**Exercise requirements**
For this exercise, copy each line of the records that contains the word "Largest".

= Beginning of Section =

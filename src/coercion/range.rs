//! Min/max range normalization
//!
//! Maps raw magnitudes (RMS, attack times, SNR in dB, ...) onto `[0, 1]` so
//! that tracks with unrelated units can share one visual scale.

/// Projection of a magnitude sequence onto its own `[min, max]` range
#[derive(Debug, Clone, Copy, PartialEq)]
pub struct RangeNormalizer {
    /// Smallest observed value (0.0 for empty input)
    pub min: f64,
    /// Largest observed value (1.0 for empty input)
    pub max: f64,
    span: f64,
    empty: bool,
}

impl RangeNormalizer {
    /// Build a projection from a sequence of magnitudes
    ///
    /// Non-finite values are ignored when computing the range.
    ///
    /// # Example
    ///
    /// ```
    /// use onset_ingest::coercion::RangeNormalizer;
    ///
    /// let norm = RangeNormalizer::from_values([2.0, 4.0, 6.0]);
    /// assert_eq!(norm.project(2.0), 0.0);
    /// assert_eq!(norm.project(4.0), 0.5);
    /// assert_eq!(norm.project(6.0), 1.0);
    ///
    /// // Empty input projects everything to the neutral mid-point
    /// let empty = RangeNormalizer::from_values(std::iter::empty());
    /// assert_eq!(empty.project(123.0), 0.5);
    /// ```
    pub fn from_values<I>(values: I) -> Self
    where
        I: IntoIterator<Item = f64>,
    {
        let mut min = f64::INFINITY;
        let mut max = f64::NEG_INFINITY;
        let mut seen = false;

        for v in values.into_iter().filter(|v| v.is_finite()) {
            min = min.min(v);
            max = max.max(v);
            seen = true;
        }

        if !seen {
            return Self {
                min: 0.0,
                max: 1.0,
                span: 1.0,
                empty: true,
            };
        }

        // All-equal input would divide by zero
        let span = if max > min { max - min } else { 1.0 };

        Self {
            min,
            max,
            span,
            empty: false,
        }
    }

    /// Project `v` relative to the observed range
    ///
    /// Values outside the observed range project outside `[0, 1]`; callers
    /// that need a hard bound clamp the result.
    pub fn project(&self, v: f64) -> f64 {
        if self.empty {
            return 0.5;
        }
        (v - self.min) / self.span
    }

    /// True if the normalizer was built from no usable values
    pub fn is_empty(&self) -> bool {
        self.empty
    }
}
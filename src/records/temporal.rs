//! Beat-grid alignment and repetition records

use serde::{Deserialize, Serialize};

use super::metadata::Metadata;

/// Per-event temporal measurements
#[derive(Debug, Clone, PartialEq, Serialize, Deserialize)]
pub struct TemporalEvent {
    /// Producer-side event index
    pub index: usize,
    /// Event time in seconds
    pub time: f64,
    /// STFT frame of the onset
    pub frame: u64,
    /// Onset strength in `[0, 1]`
    pub strength: f64,
    /// Alignment with the beat grid
    pub grid_align_score: f64,
    /// Rhythmic repetition score
    pub repetition_score: f64,
    /// Combined temporal score
    pub temporal_score: f64,
    /// Interval to the previous onset in seconds, if one exists
    #[serde(skip_serializing_if = "Option::is_none", default)]
    pub ioi_prev: Option<f64>,
    /// Interval to the next onset in seconds, if one exists
    #[serde(skip_serializing_if = "Option::is_none", default)]
    pub ioi_next: Option<f64>,
}

/// Temporal record set
#[derive(Debug, Clone, PartialEq, Serialize, Deserialize)]
pub struct TemporalRecordSet {
    /// Records in document order
    pub events: Vec<TemporalEvent>,
    /// Metadata envelope
    pub meta: Metadata,
    /// Whether the producer used a time-varying tempo (default: false)
    pub bpm_dynamic_used: bool,
}
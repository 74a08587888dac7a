//! Example: Normalize many analysis JSON files in parallel
//!
//! Usage:
//!   cargo run --release --example normalize_batch -- [--jobs N] [--json] <file1> <file2> ...
//!
//! Notes:
//! - Parallelism is across documents. Each normalization is single-threaded and
//!   shares nothing with the others.
//! - Default workers: (available CPU threads - 1), keeping one core free for the system.

use onset_ingest::{normalize_slice, IngestConfig, NormalizedDocument};
use rayon::prelude::*;
use std::env;
use std::time::Instant;

fn default_jobs() -> usize {
    let n = std::thread::available_parallelism().map(|v| v.get()).unwrap_or(1);
    std::cmp::max(1, n.saturating_sub(1))
}

struct ItemOut {
    path: String,
    result: Result<NormalizedDocument, String>,
    processing_ms: f64,
}

fn normalize_path(path: &str, config: &IngestConfig) -> ItemOut {
    let t0 = Instant::now();
    let result = std::fs::read(path)
        .map_err(|e| format!("read failed: {e}"))
        .and_then(|bytes| normalize_slice(&bytes, config).map_err(|e| e.to_string()));
    ItemOut {
        path: path.to_string(),
        result,
        processing_ms: t0.elapsed().as_secs_f64() * 1000.0,
    }
}

fn main() -> Result<(), Box<dyn std::error::Error>> {
    env_logger::init();

    let mut args: Vec<String> = env::args().skip(1).collect();

    let mut json = false;
    let mut jobs: Option<usize> = None;
    let mut paths: Vec<String> = Vec::new();

    while let Some(a) = args.first().cloned() {
        args.remove(0);
        match a.as_str() {
            "--json" => json = true,
            "--jobs" => {
                let v = args
                    .first()
                    .ok_or("--jobs requires a value")?
                    .parse::<usize>()?;
                args.remove(0);
                jobs = Some(std::cmp::max(1, v));
            }
            "--help" | "-h" => {
                eprintln!(
                    "Usage: normalize_batch [--jobs N] [--json] <file1> <file2> ...\n\
                     \n\
                     --jobs N   Parallel workers (default: CPU-1)\n\
                     --json     Emit one JSON object per line (JSONL)\n"
                );
                return Ok(());
            }
            _ => paths.push(a),
        }
    }

    if paths.is_empty() {
        eprintln!("ERROR: Provide at least one JSON file path. Use --help for usage.");
        std::process::exit(2);
    }

    let jobs = jobs.unwrap_or_else(default_jobs);
    eprintln!("Batch: {} files, jobs={}", paths.len(), jobs);

    let config = IngestConfig::default();
    config.validate()?;

    let t0 = Instant::now();
    let pool = rayon::ThreadPoolBuilder::new().num_threads(jobs).build()?;

    let outs: Vec<ItemOut> = pool.install(|| {
        paths
            .par_iter()
            .map(|path| normalize_path(path, &config))
            .collect()
    });

    for (idx, o) in outs.iter().enumerate() {
        match (&o.result, json) {
            (Ok(doc), true) => println!(
                "{}",
                serde_json::json!({
                    "file": o.path,
                    "schema": doc.schema,
                    "events": doc.events.len(),
                    "domain_records": doc.domain.as_ref().map(|d| d.record_count()),
                    "processing_time_ms": o.processing_ms,
                })
            ),
            (Err(e), true) => println!("{}", serde_json::json!({ "file": o.path, "error": e })),
            (Ok(doc), false) => println!(
                "[{}/{}] {}: schema={} events={} domain_records={} time={:.2}ms",
                idx + 1,
                outs.len(),
                o.path,
                doc.schema.map(|k| k.name()).unwrap_or("none"),
                doc.events.len(),
                doc.domain.as_ref().map(|d| d.record_count()).unwrap_or(0),
                o.processing_ms
            ),
            (Err(e), false) => println!("[{}/{}] {}: ERROR: {}", idx + 1, outs.len(), o.path, e),
        }
    }

    let ok = outs.iter().filter(|o| o.result.is_ok()).count();
    let unrecognized = outs
        .iter()
        .filter(|o| matches!(&o.result, Ok(doc) if doc.schema.is_none()))
        .count();
    eprintln!(
        "Done: ok={}/{} unrecognized={} wall={:.0}ms",
        ok,
        outs.len(),
        unrecognized,
        t0.elapsed().as_secs_f64() * 1000.0
    );

    Ok(())
}
//! Role resolution
//!
//! A role structure maps each precision tier to the bands that contribute to
//! it. One event can belong to several tiers at once; the primary tier picks
//! its default color and fallback layer.

use serde_json::Value;

use crate::coercion::numeric::string_list;
use crate::records::event::{PrecisionTier, Roles};

/// Extract a role structure from a raw `roles` field
///
/// Returns `None` when the field is absent or is not an object (an array or a
/// number is dropped, never fatal). Missing tier keys default to empty lists,
/// and a tier holding a single string is read as a one-element list.
///
/// # Example
///
/// ```
/// use onset_ingest::derivation::roles::resolve_roles;
/// use onset_ingest::records::event::PrecisionTier;
/// use serde_json::json;
///
/// let roles = resolve_roles(Some(&json!({"P0": "low", "P2": ["hat"]}))).unwrap();
/// assert_eq!(roles.p0, vec!["low"]);
/// assert!(roles.p1.is_empty());
/// assert_eq!(roles.primary(), PrecisionTier::P2);
///
/// assert!(resolve_roles(Some(&json!([1, 2]))).is_none());
/// ```
pub fn resolve_roles(value: Option<&Value>) -> Option<Roles> {
    let obj = value?.as_object()?;
    let tier = |key: &str| match obj.get(key) {
        Some(Value::String(band)) => vec![band.clone()],
        other => string_list(other),
    };

    Some(Roles {
        p0: tier("P0"),
        p1: tier("P1"),
        p2: tier("P2"),
    })
}

impl Roles {
    /// Primary tier by descending precedence
    ///
    /// `P2` if it has bands, else `P1` if it has bands, else `P0` (even when
    /// `P0` is empty too).
    pub fn primary(&self) -> PrecisionTier {
        if self.contains(PrecisionTier::P2) {
            PrecisionTier::P2
        } else if self.contains(PrecisionTier::P1) {
            PrecisionTier::P1
        } else {
            PrecisionTier::P0
        }
    }
}
//! Energy profile records

use serde::{Deserialize, Serialize};

use super::drum_band::BandId;
use super::event::Layer;
use super::metadata::Metadata;
use crate::coercion::RangeNormalizer;

/// Per-event energy measurements
#[derive(Debug, Clone, PartialEq, Serialize, Deserialize)]
pub struct EnergyEvent {
    /// Event time in seconds
    #[serde(rename = "t")]
    pub time: f64,
    /// Normalized energy score in `[0, 1]`
    pub strength: f64,
    /// High-band share in `[0, 1]`
    pub texture: f64,
    /// Display color
    pub color: String,
    /// Tertile-derived layer
    pub layer: Layer,
    /// Raw RMS around the onset
    pub rms: f64,
    /// Total normalized energy
    pub e_norm: f64,
    /// Normalized 20-150 Hz energy
    pub band_low: f64,
    /// Normalized 150-2000 Hz energy
    pub band_mid: f64,
    /// Normalized 2-10 kHz energy
    pub band_high: f64,
}

impl EnergyEvent {
    /// Energy of one band
    pub fn band(&self, band: BandId) -> f64 {
        match band {
            BandId::Low => self.band_low,
            BandId::Mid => self.band_mid,
            BandId::High => self.band_high,
        }
    }
}

/// Energy record set
#[derive(Debug, Clone, PartialEq, Serialize, Deserialize)]
pub struct EnergyRecordSet {
    /// Records in document order
    pub events: Vec<EnergyEvent>,
    /// Metadata envelope (read from the top level of the document)
    pub meta: Metadata,
    /// Smallest RMS reported by the producer (default: 0.0)
    pub energy_rms_min: f64,
    /// Largest RMS reported by the producer (default: 1.0)
    pub energy_rms_max: f64,
}

impl EnergyRecordSet {
    /// Range projection of the RMS column
    pub fn rms_range(&self) -> RangeNormalizer {
        RangeNormalizer::from_values(self.events.iter().map(|e| e.rms))
    }

    /// Range projection of one band-energy column
    pub fn band_range(&self, band: BandId) -> RangeNormalizer {
        RangeNormalizer::from_values(self.events.iter().map(|e| e.band(band)))
    }
}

= End of Section =

**Solution to this problem**
    /// Largest observed value (1.0 for empty input)
    /// Largest RMS reported by the producer (default: 1.0)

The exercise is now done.